# Exercise brief
Your answer should be the exact lines of the data below from the one containing "Draws a dataset" through the one containing "spec.validate()?;"; please include nothing else.

____ Extracted information

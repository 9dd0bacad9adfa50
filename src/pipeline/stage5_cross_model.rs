use anyhow::{Context, Result};
use tracing::info;

use crate::ctx::{Ctx, density_column};
use crate::model::cache::{CacheOutcome, fit_or_load};
use crate::model::{CrossPatternSpec, fit_cross_pattern_model};
use crate::pipeline::Stage;

pub struct Stage5CrossModel;

impl Stage5CrossModel {
    pub fn new() -> Self {
        Self
    }
}

impl Stage for Stage5CrossModel {
    fn name(&self) -> &'static str {
        "stage5_cross_model"
    }

    fn run(&self, ctx: &mut Ctx) -> Result<()> {
        let spec = CrossPatternSpec::new(
            ctx.plan.response_pattern.clone(),
            density_column(&ctx.plan.covariate_pattern),
        )
        .with_factors(ctx.plan.cross_factors.clone());
        let model_id = spec.model_id();

        let (model, outcome) = {
            let collection = ctx.collection()?;
            let config = &ctx.config;
            let fitter = ctx.engines.point_process.as_ref();
            fit_or_load(
                &ctx.output.model_cache_dir,
                &model_id,
                config.model_cache_policy,
                || fit_cross_pattern_model(collection, &spec, config, fitter),
            )
            .with_context(|| format!("cross-pattern model '{}' failed", model_id))?
        };

        if let Some(effect) = model.coefficient(&spec.covariate_field) {
            let (ratio, lower, upper) = effect.rate_ratio();
            info!(
                model = %model_id,
                cached = outcome == CacheOutcome::Loaded,
                estimate = effect.estimate,
                rate_ratio = ratio,
                rate_ratio_lower = lower,
                rate_ratio_upper = upper,
                "cross_model_ready"
            );
        }
        ctx.cross_model = Some(model);
        ctx.cross_model_source = Some(outcome);
        Ok(())
    }
}
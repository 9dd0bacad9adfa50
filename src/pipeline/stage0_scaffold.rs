use anyhow::{Context, Result};
use std::fs;
use tracing::info;

use crate::ctx::Ctx;
use crate::pipeline::Stage;

pub struct Stage0Scaffold;

impl Stage0Scaffold {
    pub fn new() -> Self {
        Self
    }
}

impl Stage for Stage0Scaffold {
    fn name(&self) -> &'static str {
        "stage0_scaffold"
    }

    fn run(&self, ctx: &mut Ctx) -> Result<()> {
        ctx.config.validate().context("invalid analysis configuration")?;
        fs::create_dir_all(&ctx.output.out_dir)
            .with_context(|| format!("failed to create {}", ctx.output.out_dir.display()))?;
        fs::create_dir_all(&ctx.output.model_cache_dir).with_context(|| {
            format!(
                "failed to create {}",
                ctx.output.model_cache_dir.display()
            )
        })?;
        info!(
            out_dir = %ctx.output.out_dir.display(),
            "output_dir_ready"
        );
        ctx.report.config = ctx.config.clone();
        Ok(())
    }
}
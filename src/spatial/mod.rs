pub mod density;
pub mod intensity;
pub mod pattern;
pub mod window;

pub use density::{
    DensityField, DensityOptions, GaussianSmoother, GridSpec, Smoother, append_density_column,
    compute_density_field, default_bandwidth,
};
pub use intensity::{append_intensity_column, compute_intensity};
pub use pattern::{Point, PointPattern};
pub use window::{Bounds, Window};
use anyhow::{Result, bail};
use tracing::info;

use crate::ctx::Ctx;
use crate::io::dataset::{LoadOptions, load_collection};
use crate::pipeline::Stage;
use crate::table::ColumnKind;

pub struct Stage1Load;

impl Stage1Load {
    pub fn new() -> Self {
        Self
    }
}

impl Stage for Stage1Load {
    fn name(&self) -> &'static str {
        "stage1_load"
    }

    fn run(&self, ctx: &mut Ctx) -> Result<()> {
        let mut required = vec![ctx.plan.response_pattern.clone()];
        if ctx.plan.covariate_pattern != ctx.plan.response_pattern {
            required.push(ctx.plan.covariate_pattern.clone());
        }
        let options = LoadOptions {
            required_patterns: required,
        };
        let collection = load_collection(&ctx.input, &options)?;

        for column in ctx
            .plan
            .group_covariates
            .iter()
            .chain(ctx.plan.variance_covariates.iter())
            .chain(ctx.plan.cross_factors.iter())
        {
            match collection.column_kind(column) {
                Some(ColumnKind::Factor) | Some(ColumnKind::Scalar) => {}
                Some(kind) => bail!("covariate '{}' is a {} column", column, kind),
                None => bail!("covariate '{}' not found in {}", column, ctx.input.display()),
            }
        }

        let patterns = collection.names_of_kind(ColumnKind::Pattern);
        let factors = collection.names_of_kind(ColumnKind::Factor);
        info!(
            samples = collection.len(),
            patterns = %patterns.join(","),
            factors = %factors.join(","),
            "collection_ready"
        );
        ctx.report.input.path = ctx.input.display().to_string();
        ctx.report.input.samples = collection.len() as u64;
        ctx.report.input.patterns = patterns;
        ctx.report.input.factors = factors;
        ctx.collection = Some(collection);
        Ok(())
    }
}
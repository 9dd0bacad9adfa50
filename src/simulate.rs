//! Synthetic multi-group datasets.
//!
//! Every sample gets a homogeneous Poisson covariate pattern and a response
//! pattern in the same rectangular window. A fraction of the response points
//! can be placed around covariate points instead of uniformly, which makes
//! the response intensity depend on the covariate density.

use rand::prelude::*;
use rand_distr::{Distribution, Normal, Poisson};
use serde::{Deserialize, Serialize};
use tracing::info;

use crate::error::PpaError;
use crate::spatial::{Point, PointPattern, Window};
use crate::table::{Column, SampleCollection};

/// Attempts at placing a clustered point inside the window before falling
/// back to a uniform draw.
const MAX_CLUSTER_TRIES: usize = 32;

#[derive(Debug, Clone, PartialEq, Serialize, Deserialize)]
pub struct GroupSpec {
    pub label: String,
    /// Expected response points per unit area.
    pub response_intensity: f64,
    /// Expected covariate points per unit area.
    pub covariate_intensity: f64,
}

#[derive(Debug, Clone, PartialEq, Serialize, Deserialize)]
pub struct SimulationSpec {
    pub groups: Vec<GroupSpec>,
    pub samples_per_group: usize,
    pub width: f64,
    pub height: f64,
    /// Fraction of response points drawn around covariate points, in [0, 1].
    pub clustering: f64,
    pub cluster_sd: f64,
    pub response_pattern: String,
    pub covariate_pattern: String,
    pub group_column: String,
    pub seed: u64,
}

impl Default for SimulationSpec {
    fn default() -> Self {
        Self {
            groups: vec![
                GroupSpec {
                    label: "A".to_string(),
                    response_intensity: 0.5,
                    covariate_intensity: 0.5,
                },
                GroupSpec {
                    label: "B".to_string(),
                    response_intensity: 1.0,
                    covariate_intensity: 0.5,
                },
            ],
            samples_per_group: 5,
            width: 10.0,
            height: 10.0,
            clustering: 0.0,
            cluster_sd: 0.5,
            response_pattern: "tumor".to_string(),
            covariate_pattern: "immune".to_string(),
            group_column: "group".to_string(),
            seed: 42,
        }
    }
}

impl SimulationSpec {
    pub fn validate(&self) -> Result<(), PpaError> {
        if self.groups.is_empty() || self.samples_per_group == 0 {
            return Err(PpaError::InvalidConfig(
                "simulation needs at least one group and one sample per group".to_string(),
            ));
        }
        if !(self.width.is_finite() && self.width > 0.0 && self.height.is_finite() && self.height > 0.0)
        {
            return Err(PpaError::InvalidConfig(format!(
                "window must have positive size (got {}x{})",
                self.width, self.height
            )));
        }
        if !(0.0..=1.0).contains(&self.clustering) {
            return Err(PpaError::InvalidConfig(format!(
                "clustering must be in [0, 1] (got {})",
                self.clustering
            )));
        }
        if !(self.cluster_sd.is_finite() && self.cluster_sd > 0.0) {
            return Err(PpaError::InvalidConfig(format!(
                "cluster_sd must be finite and > 0 (got {})",
                self.cluster_sd
            )));
        }
        for g in &self.groups {
            let ok = |v: f64| v.is_finite() && v >= 0.0;
            if !ok(g.response_intensity) || !ok(g.covariate_intensity) {
                return Err(PpaError::InvalidConfig(format!(
                    "group '{}' has a negative or non-finite intensity",
                    g.label
                )));
            }
        }
        if self.response_pattern == self.covariate_pattern {
            return Err(PpaError::InvalidConfig(
                "response and covariate patterns need distinct names".to_string(),
            ));
        }
        Ok(())
    }
}

/// Draws a dataset with columns `response_pattern`, `covariate_pattern`
/// and the `group_column` factor. Identical specs give identical datasets.
pub fn simulate_dataset(spec: &SimulationSpec) -> Result<SampleCollection, PpaError> {
    spec.validate()?;
    let mut rng = StdRng::seed_from_u64(spec.seed);
    let window = Window::rect(0.0, spec.width, 0.0, spec.height);
    let area = window.area();
    let jitter = Normal::new(0.0, spec.cluster_sd)
        .map_err(|e| PpaError::InvalidConfig(format!("cluster_sd: {}", e)))?;

    let mut ids = Vec::new();
    let mut responses = Vec::new();
    let mut covariates = Vec::new();
    let mut groups = Vec::new();
    for group in &spec.groups {
        for k in 0..spec.samples_per_group {
            let n_covariate = draw_count(&mut rng, group.covariate_intensity * area)?;
            let immune = uniform_points(&mut rng, &window, n_covariate);
            let n_response = draw_count(&mut rng, group.response_intensity * area)?;
            let mut tumor = Vec::with_capacity(n_response);
            for _ in 0..n_response {
                let clustered = !immune.is_empty() && rng.random::<f64>() < spec.clustering;
                let point = if clustered {
                    let parent = immune[rng.random_range(0..immune.len())];
                    clustered_point(&mut rng, &window, parent, &jitter)
                } else {
                    uniform_point(&mut rng, &window)
                };
                tumor.push(point);
            }

            ids.push(format!("{}_{:03}", group.label, k + 1));
            responses.push(PointPattern::new(window.clone(), tumor)?);
            covariates.push(PointPattern::new(window.clone(), immune)?);
            groups.push(Some(group.label.clone()));
        }
    }

    let mut collection = SampleCollection::new(ids)?;
    collection.append_column(spec.response_pattern.clone(), Column::Pattern(responses))?;
    collection.append_column(spec.covariate_pattern.clone(), Column::Pattern(covariates))?;
    collection.append_column(spec.group_column.clone(), Column::Factor(groups))?;
    info!(
        samples = collection.len(),
        groups = spec.groups.len(),
        seed = spec.seed,
        "dataset_simulated"
    );
    Ok(collection)
}

fn draw_count(rng: &mut StdRng, mean: f64) -> Result<usize, PpaError> {
    if mean <= 0.0 {
        return Ok(0);
    }
    let poisson = Poisson::new(mean)
        .map_err(|e| PpaError::InvalidConfig(format!("poisson mean {}: {}", mean, e)))?;
    Ok(poisson.sample(rng) as usize)
}

fn uniform_point(rng: &mut StdRng, window: &Window) -> Point {
    let b = window.bounds();
    Point {
        x: rng.random_range(b.xmin..b.xmax),
        y: rng.random_range(b.ymin..b.ymax),
    }
}

fn uniform_points(rng: &mut StdRng, window: &Window, n: usize) -> Vec<Point> {
    (0..n).map(|_| uniform_point(rng, window)).collect()
}

fn clustered_point(rng: &mut StdRng, window: &Window, parent: Point, jitter: &Normal<f64>) -> Point {
    for _ in 0..MAX_CLUSTER_TRIES {
        let x = parent.x + jitter.sample(rng);
        let y = parent.y + jitter.sample(rng);
        if window.contains(x, y) {
            return Point { x, y };
        }
    }
    uniform_point(rng, window)
}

________

# Solution to this exercise
/// Draws a dataset with columns `response_pattern`, `covariate_pattern`
/// and the `group_column` factor. Identical specs give identical datasets.
pub fn simulate_dataset(spec: &SimulationSpec) -> Result<SampleCollection, PpaError> {
    spec.validate()?;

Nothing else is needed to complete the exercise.